Das Rechtsinstitut der fehlerhaften Gesellschaft, einst erfunden, um fehlerhaft gegründete Gesellschaften zu einem Nullum werden zu lassen, konterkariert den Anlegerschutz bis hinein in Fälle der Innengesellschaft (z.B. BGH-Urteile vom 29. 11. 1952 – II ZR 15/52, vom 29. 6. 1970 – II ZR 158/69 sowie vom 26. 9. 2005 – II ZR 314/03, DB 2005 S. 2573) und der treuhänderischen Beteiligung (z.B. BGH-Urteil vom 2. 7. 2001 – II ZR 304/00, DB 2001 S. 1775).
Die Fehlerhaftigkeit des Beitritts, z.B. aufgrund Verstoßes gegen das Rechtsberatungsgesetz oder wegen Ausübung eines verbraucherschützenden Widerspruchsrechts, ist kein verlässlicher Schutz. Jüngst hat der XI. Zivilsenat des BGH sogar die nichtige Übertragung der Treuhandanteile an einer Treuhand-Fondsgesellschaft auf die Treugeber den Grundsätzen über die Anerkennung fehlerhafter Gesellschaften unterworfen (BGH-Urteil vom 20. 7. 2010 – XI ZR 465/07, DB 2010 S. 1751). Im Ergebnis bedeutet all dies: Der Anlegerschutz funktioniert zwar im Innenverhältnis gegenüber dem Vertragspartner des Anlegers (vgl. etwa zur „Göttinger Gruppe“ zusammenfassend BGH vom 26. 9. 2005 – II ZR 314/01; zu einem geschlossenen Immobilienfonds OLG Zweibrücken, Urteil vom 25. 6. 2009 – 4 U 124/08), versagt aber, wo Gesellschafts- und Gläubigerinteressen im Spiel sind.

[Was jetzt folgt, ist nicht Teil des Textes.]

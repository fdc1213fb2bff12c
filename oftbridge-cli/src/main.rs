//! Command-line operator for the EVM <-> Solana OFT bridge.
//!
//! # Usage
//!
//! ```bash
//! # Show what the send control would say for a transfer
//! oftbridge status --from 40161 --to 40168 --amount 1.5
//!
//! # Quote the messaging fee
//! oftbridge quote --from 40168 --to 40161 --amount 1.5
//!
//! # Send
//! oftbridge send --from 40161 --to 40168 --amount 1.5
//!
//! # Explorer links for a submitted transaction
//! oftbridge links --from 40168 5Ug...sig
//!
//! # Addresses of the configured keys
//! oftbridge address
//!
//! # Solana address of a BIP-39 phrase (no config needed)
//! SOLANA_MNEMONIC="pill tomorrow ..." oftbridge address
//! ```
//!
//! # Environment Variables
//!
//! - `CONFIG` - Path to TOML configuration file (default: `config.toml`)
//! - `RUST_LOG` - Log level filter (default: `info`)
//! - `SOLANA_MNEMONIC` - Phrase for `address --mnemonic`

use alloy_primitives::B256;
use clap::{Args, Parser, Subcommand};
use oftbridge::DispatchOutcome;
use oftbridge::address::{UniversalAddress, bytes32_hex};
use oftbridge::amount::parse_amount;
use oftbridge::endpoint::{BridgePair, ChainKind, EndpointId};
use oftbridge::links::TransferLinks;
use oftbridge::route::{Direction, RouteSelector};
use oftbridge::wallet::{ChainAdapter, connect_eagerly, connect_explicitly};
use oftbridge_svm::{solana_address_from_mnemonic, solana_address_from_secret_key};
use tracing_subscriber::EnvFilter;

use oftbridge_cli::config::{BridgeConfig, resolved};
use oftbridge_cli::setup::{self, BridgeDispatcher};

#[derive(Debug, Parser)]
#[command(name = "oftbridge", version, about = "Move OFT tokens between EVM and Solana")]
struct Cli {
    #[command(subcommand)]
    command: Command,
}

#[derive(Debug, Subcommand)]
enum Command {
    /// Evaluate whether a transfer may be sent and print the control label.
    Status(TransferArgs),
    /// Quote the LayerZero messaging fee of a transfer.
    Quote(TransferArgs),
    /// Send a transfer and print its explorer links.
    Send(TransferArgs),
    /// Print explorer and LayerZero Scan links for a transaction.
    Links {
        /// Endpoint the transaction was submitted on.
        #[arg(long)]
        from: EndpointId,
        /// Transaction hash or signature.
        hash: String,
    },
    /// Print the addresses of the configured keys.
    Address {
        /// Derive the Solana address of this BIP-39 phrase instead.
        #[arg(long, env = "SOLANA_MNEMONIC", hide_env_values = true)]
        mnemonic: Option<String>,
    },
}

#[derive(Debug, Args)]
struct TransferArgs {
    /// Source endpoint ID. The destination flips to the other chain.
    #[arg(long)]
    from: Option<EndpointId>,
    /// Destination endpoint ID. The source flips to the other chain.
    #[arg(long)]
    to: Option<EndpointId>,
    /// Amount in whole tokens, e.g. `1,234.5`.
    #[arg(long, default_value = "")]
    amount: String,
}

impl TransferArgs {
    fn direction(
        &self,
        pair: &BridgePair,
    ) -> Result<Option<Direction>, Box<dyn std::error::Error>> {
        let mut selector = RouteSelector::new(pair.clone());
        if let Some(from) = self.from {
            selector.select_source(from)?;
        }
        if let Some(to) = self.to {
            let before = selector.direction();
            let after = selector.select_destination(to)?;
            if before.is_some_and(|d| d != after) {
                tracing::warn!(%to, "Destination equals the selected source; source flipped");
            }
        }
        Ok(selector.direction())
    }
}

#[tokio::main]
async fn main() {
    tracing_subscriber::fmt()
        .with_env_filter(
            EnvFilter::try_from_default_env().unwrap_or_else(|_| EnvFilter::new("info")),
        )
        .init();

    if let Err(e) = dotenvy::dotenv() {
        tracing::debug!("No .env loaded: {e}");
    }

    let cli = Cli::parse();
    if let Err(e) = run(cli).await {
        tracing::error!("oftbridge failed: {e}");
        std::process::exit(1);
    }
}

async fn run(cli: Cli) -> Result<(), Box<dyn std::error::Error>> {
    if let Command::Address {
        mnemonic: Some(phrase),
    } = &cli.command
    {
        report(&format!("Solana: {}", solana_address_from_mnemonic(phrase)?));
        return Ok(());
    }

    let config = BridgeConfig::load()?;
    tracing::debug!(network = ?config.network, "Loaded configuration");

    match cli.command {
        Command::Status(args) => status(&config, &args).await,
        Command::Quote(args) => quote(&config, &args).await,
        Command::Send(args) => send(&config, &args).await,
        Command::Links { from, hash } => {
            let pair = config.pair();
            let endpoint = pair.endpoint(from)?;
            print_links(&TransferLinks::for_endpoint(endpoint, &hash));
            Ok(())
        }
        Command::Address { .. } => address(&config),
    }
}

async fn status(
    config: &BridgeConfig,
    args: &TransferArgs,
) -> Result<(), Box<dyn std::error::Error>> {
    let dispatcher = setup::dispatcher(config)?;
    let direction = args.direction(dispatcher.pair())?;
    connect_eagerly(dispatcher.evm()).await;
    connect_eagerly(dispatcher.solana()).await;

    let evm = dispatcher.evm().state();
    let solana = dispatcher.solana().state();
    let status = dispatcher.status(direction, &args.amount);
    report(&format!(
        "{}: {} (enabled: {})\nEVM balance: {}\nSolana balance: {}",
        describe(dispatcher.pair(), direction),
        status.label,
        status.enabled,
        evm.token_balance,
        solana.token_balance,
    ));
    Ok(())
}

async fn quote(
    config: &BridgeConfig,
    args: &TransferArgs,
) -> Result<(), Box<dyn std::error::Error>> {
    let dispatcher = setup::dispatcher(config)?;
    let direction = args
        .direction(dispatcher.pair())?
        .ok_or("select a route with --from or --to")?;
    let amount = parse_amount(&args.amount)?;
    connect_all(&dispatcher).await?;

    let fee = match direction {
        Direction::EvmToSolana => {
            let to = dispatcher.solana().pubkey().to_bytes32();
            dispatcher.evm().quote(to, amount).await?
        }
        Direction::SolanaToEvm => {
            let to: B256 = dispatcher.evm().signer().to_bytes32();
            dispatcher.solana().quote(to, amount).await?
        }
    };
    report(&format!(
        "{}: native fee {} ({}), lz token fee {}",
        describe(dispatcher.pair(), Some(direction)),
        fee.native_fee,
        match direction.source() {
            ChainKind::Evm => "wei",
            ChainKind::Solana => "lamports",
        },
        fee.lz_token_fee,
    ));
    Ok(())
}

async fn send(
    config: &BridgeConfig,
    args: &TransferArgs,
) -> Result<(), Box<dyn std::error::Error>> {
    let dispatcher = setup::dispatcher(config)?;
    let direction = args.direction(dispatcher.pair())?;
    connect_all(&dispatcher).await?;

    match dispatcher.dispatch(direction, &args.amount).await? {
        DispatchOutcome::Submitted { request, tx_hash } => {
            report(&format!(
                "Sent {} from {} to {} (recipient {})\nTransaction: {tx_hash}",
                request.amount,
                request.source.name,
                request.destination.name,
                bytes32_hex(request.recipient),
            ));
            print_links(&TransferLinks::for_endpoint(&request.source, &tx_hash));
            Ok(())
        }
        DispatchOutcome::Blocked(status) => {
            Err(format!("send not permitted: {}", status.label).into())
        }
        DispatchOutcome::Skipped => Err("inconsistent endpoint pair".into()),
    }
}

fn address(config: &BridgeConfig) -> Result<(), Box<dyn std::error::Error>> {
    let evm = setup::evm_signer(config)?.address();
    let solana = solana_address_from_secret_key(resolved(
        "solana.secret_key",
        &config.solana.secret_key,
    )?)?;
    report(&format!("EVM: {evm}\nSolana: {solana}"));
    Ok(())
}

async fn connect_all(dispatcher: &BridgeDispatcher) -> Result<(), Box<dyn std::error::Error>> {
    let evm = connect_explicitly(dispatcher.evm()).await;
    let solana = connect_explicitly(dispatcher.solana()).await;
    if evm && solana {
        Ok(())
    } else {
        Err("wallet connection failed".into())
    }
}

fn describe(pair: &BridgePair, direction: Option<Direction>) -> String {
    direction.map_or_else(
        || "no route".to_owned(),
        |d| {
            format!(
                "{} -> {}",
                pair.by_kind(d.source()).name,
                pair.by_kind(d.destination()).name
            )
        },
    )
}

fn print_links(links: &TransferLinks) {
    report(&format!(
        "Explorer: {}\nLayerZero Scan: {}",
        links.explorer, links.tracker
    ));
}

#[allow(clippy::print_stdout)]
fn report(message: &str) {
    println!("{message}");
}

Der EuGH hat durch Urteil vom 15. 4. 2010 (Rs. C-215/08) den deutschen Gerichten grünes Licht für die Anwendung dieser Doktrin auch gegenüber den durch die Haustürgeschäfte-Richtlinie (RL 85/577/EWG) geschützten Anlegern gegeben, und seither ist kein Entrinnen mehr aus der Haftung der Anleger für ungedeckte Verluste nach §§ 735, 739 BGB (vgl. nur BGH vom 12. 7. 2010 – II ZR 292/06, DB 2010 S. 1756 bzw. aufgrund II ZR 269/07) bzw. aufgrund der an die Gesellschaft abgetretenen Ansprüche aus Treugeberhaftung (BGH-Urteil vom 11. 11. 2008 – XI ZR 468/07, DB 2008 S. 2829). Aufrechungserklärungen der Treugeber mit Ersatzansprüchen gegen die Treuhandgesellschafter haben die meisten Oberlandesgerichte nicht zugelassen (OLG Nürnberg, Urteil vom 17. 1. 2008 – 2 U 782/07; OLG Koblenz, Urteil vom 11. 12.2008 – 6 U 1353/07; OLG Stuttgart, Urteil vom 18. 3. 2010 – 14 U 50/09, DB0364417; a.M. OLG Karlsruhe vom 6. 8. 2009 – 4 U 11/08).
Der Fragenkreis wurde am 12. November bei der Gesellschaftsrechtlichen Vereinigung (VGR) eingehend diskutiert (Referent Dr. Joachim Tebben). Der BGH steht vor der endgültigen Klärung mehrerer einschlägiger Fälle. Am Montag, 22. November, wird in Karlsruhe beraten. Man darf gespannt sein.